### Material for this task:
-- Opening Marker --
use crate::output::toc::TocOptions;
use crate::output::{FormatOptions, MdWriterOptions, PlainOptions};
use crate::wiki_elem::{AutoLink, ParseOptions};
use clap::error::ErrorKind;
use clap::{CommandFactory, Parser, ValueEnum};
use derive_builder::Builder;
use std::fmt::{Display, Formatter};
use std::str::FromStr;

macro_rules! create_options_structs {
    (
        $(
            $(#[$meta:meta])*
            clap $clap:tt
            pub $name:ident : $ty:ty
        ),* $(,)?
    ) => {
        #[derive(Clone, Default, Debug, PartialEq, Eq, PartialOrd, Ord, Hash, Parser)]
        #[command(version, about, long_about = None)]
        #[doc(hidden)]
        pub struct CliOptions {
            $(
            $(#[$meta])*
            #[arg$clap]
            pub(crate) $name: $ty,
            )*

            // clap-only stuff:

            /// Turn bare URLs in verbatim text into links, in HTML output.
            ///
            /// Off by default.
            // Note: this is a fake arg, only here for the help text. The real args are the hidden --auto-link-verbatim
            // and --no-auto-link-verbatim below, since clap doesn't have negatable boolean flags.
            #[arg(long = "[no]-auto-link-verbatim", action)]
            pub(crate) auto_link_verbatim_umbrella: bool,

            /// Turns on the --[no]-auto-link-verbatim option.
            #[arg(long, hide = true)]
            pub(crate) auto_link_verbatim: bool,

            /// Negates the --[no]-auto-link-verbatim option.
            #[arg(long, conflicts_with = "auto_link_verbatim", hide = true)]
            pub(crate) no_auto_link_verbatim: bool,

            /// Wiki files to convert, by path. If not provided, standard input will be used.
            ///
            /// If several are provided, they're converted as if they were all concatenated into a single file. A path of
            /// "-" represents standard input; all but the first "-" are ignored.
            #[arg()]
            pub(crate) file_paths: Vec<String>,
        }

        /// Options analogous to the hikifmt CLI's switches.
        #[derive(Clone, Debug, PartialEq, Eq, PartialOrd, Ord, Hash, Builder)]
        pub struct RunOptions {
            $(
            $(#[$meta])*
            pub $name: $ty,
            )*

            /// Whether bare URLs in verbatim text become links. `None` leaves it up to the output format. This is
            /// analogous to the `--[no-]auto-link-verbatim` option in the CLI arguments.
            pub auto_link_in_verbatim: Option<bool>,

            pub file_paths: Vec<String>,
        }

        impl From<CliOptions> for RunOptions {
            fn from(value: CliOptions) -> Self {
                let auto_link_in_verbatim = match (value.auto_link_verbatim, value.no_auto_link_verbatim) {
                    (false, false) => None,
                    (true, false) => Some(true),
                    (false, true) => Some(false),
                    (true, true) => {
                        // Clap will prevent this from happening. See test [tests::both_auto_link_verbatim_flags] below.
                        log::error!("conflicting --auto-link-verbatim flags; using the output format's default");
                        None
                    }
                };
                Self {
                    $($name: value.$name,)*
                    auto_link_in_verbatim,
                    file_paths: value.file_paths,
                }
            }
        }
    };
}

create_options_structs! {
    /// Specifies the output format.
    clap(long, short, value_enum, default_value_t = OutputFormat::Html4)
    pub output: OutputFormat,

    /// Turn bare URLs, and optionally WikiNames, into links before parsing.
    clap(long, value_enum, default_value_t = AutoLink::Off)
    pub auto_link: AutoLink,

    /// Put a table of contents before the document. Only headings with an id (`![id]Heading`) are included.
    clap(long)
    pub toc: bool,

    /// Which heading levels the table of contents covers, as `MIN..=MAX` (or just `LEVEL`).
    clap(long, default_value_t = TocLevels::default())
    pub toc_levels: TocLevels,

    /// Fail on malformed tables in plain output, and on GFM tables that can't be written as pipe tables.
    clap(long)
    pub strict: bool,

    /// Write every GFM table as a pipe table, flattening cells that span rows or columns. Only valid with `-o gfm`.
    clap(long)
    pub force_pipe_tables: bool,
}

impl Default for RunOptions {
    fn default() -> Self {
        Self {
            output: OutputFormat::Html4,
            auto_link: AutoLink::Off,
            toc: false,
            toc_levels: TocLevels::default(),
            strict: false,
            force_pipe_tables: false,
            auto_link_in_verbatim: None,
            file_paths: vec![],
        }
    }
}

impl From<&RunOptions> for ParseOptions {
    fn from(cli: &RunOptions) -> Self {
        ParseOptions {
            auto_link: cli.auto_link,
        }
    }
}

impl From<&RunOptions> for FormatOptions {
    fn from(cli: &RunOptions) -> Self {
        FormatOptions {
            auto_link_in_verbatim: cli.auto_link_in_verbatim,
        }
    }
}

impl From<&RunOptions> for MdWriterOptions {
    fn from(cli: &RunOptions) -> Self {
        MdWriterOptions {
            gfm: cli.output == OutputFormat::Gfm,
            strict: cli.strict,
            force_pipe_tables: cli.force_pipe_tables,
        }
    }
}

impl From<&RunOptions> for PlainOptions {
    fn from(cli: &RunOptions) -> Self {
        PlainOptions {
            verbose: cli.output == OutputFormat::PlainVerbose,
            strict: cli.strict,
        }
    }
}

impl From<&RunOptions> for TocOptions {
    fn from(cli: &RunOptions) -> Self {
        TocOptions {
            levels: cli.toc_levels.min..=cli.toc_levels.max,
        }
    }
}

impl CliOptions {
    pub fn extra_validation(&self) -> bool {
        if self.force_pipe_tables && self.output != OutputFormat::Gfm {
            let _ = CliOptions::command()
                .error(
                    ErrorKind::ArgumentConflict,
                    format!("--force-pipe-tables only applies to gfm output, not {}", self.output),
                )
                .print();
            return false;
        }
        if self.auto_link_verbatim_umbrella {
            let _ = CliOptions::command()
                .error(
                    ErrorKind::UnknownArgument,
                    r"invalid argument '--[no]-auto-link-verbatim'; use '--auto-link-verbatim' or '--no-auto-link-verbatim'.",
                )
                .print();
            return false;
        }
        true
    }
}

/// Output formats, analogous to `--output` in the CLI.
#[derive(Copy, Clone, Debug, Default, PartialEq, Eq, PartialOrd, Ord, Hash, ValueEnum)]
pub enum OutputFormat {
    /// HTML 4, with `<div class="section">` around each heading's section.
    #[default]
    Html4,

    /// XHTML 1. Like HTML 4, but void elements are closed (`<hr />`).
    Xhtml,

    /// HTML 5, with `<section>` elements and `id` anchors.
    Html5,

    /// Just the text. Links are written as their captions, and deleted text is dropped.
    Plain,

    /// Plain text that keeps link destinations (`caption (url)`) and marks deleted text (`[deleted:text]`).
    PlainVerbose,

    /// Markdown. Definition lists and tables are embedded as HTML.
    #[value(alias = "md")]
    Markdown,

    /// GitHub-Flavored Markdown: like Markdown, but with `~~strikethrough~~` and pipe tables.
    Gfm,

    /// The parsed tree, as JSON.
    Json,
}

impl Display for OutputFormat {
    fn fmt(&self, f: &mut Formatter<'_>) -> std::fmt::Result {
        let self_str = match self {
            OutputFormat::Html4 => "html4",
            OutputFormat::Xhtml => "xhtml",
            OutputFormat::Html5 => "html5",
            OutputFormat::Plain => "plain",
            OutputFormat::PlainVerbose => "plain-verbose",
            OutputFormat::Markdown => "markdown",
            OutputFormat::Gfm => "gfm",
            OutputFormat::Json => "json",
        };
        f.write_str(self_str)
    }
}

/// An inclusive range of heading levels, analogous to `--toc-levels` in the CLI.
#[derive(Copy, Clone, Debug, PartialEq, Eq, PartialOrd, Ord, Hash)]
pub struct TocLevels {
    pub min: u32,
    pub max: u32,
}

impl Default for TocLevels {
    fn default() -> Self {
        let defaults = TocOptions::default().levels;
        Self {
            min: *defaults.start(),
            max: *defaults.end(),
        }
    }
}

impl Display for TocLevels {
    fn fmt(&self, f: &mut Formatter<'_>) -> std::fmt::Result {
        write!(f, "{}..={}", self.min, self.max)
    }
}

impl FromStr for TocLevels {
    type Err = String;

    fn from_str(s: &str) -> Result<Self, Self::Err> {
        let parse_level = |level: &str| {
            level
                .trim()
                .parse::<u32>()
                .map_err(|err| format!("invalid heading level {level:?}: {err}"))
        };
        let (min, max) = match s.split_once("..=") {
            Some((min, max)) => (parse_level(min)?, parse_level(max)?),
            None => {
                let level = parse_level(s)?;
                (level, level)
            }
        };
        if min == 0 || min > max {
            return Err(format!("{s:?} isn't a range of heading levels, like 2..=3"));
        }
        Ok(Self { min, max })
    }
}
-- Closing Marker --
### What is being asked:
In the entries above, the lines from the one bearing "#[command(version, about, long_about" up to and including the one bearing "negatable boolean flags." should be transcribed exactly; no other line is wanted.

### Solution to this task:
        #[command(version, about, long_about = None)]
        #[doc(hidden)]
        pub struct CliOptions {
            $(
            $(#[$meta])*
            #[arg$clap]
            pub(crate) $name: $ty,
            )*

            // clap-only stuff:

            /// Turn bare URLs in verbatim text into links, in HTML output.
            ///
            /// Off by default.
            // Note: this is a fake arg, only here for the help text. The real args are the hidden --auto-link-verbatim
            // and --no-auto-link-verbatim below, since clap doesn't have negatable boolean flags.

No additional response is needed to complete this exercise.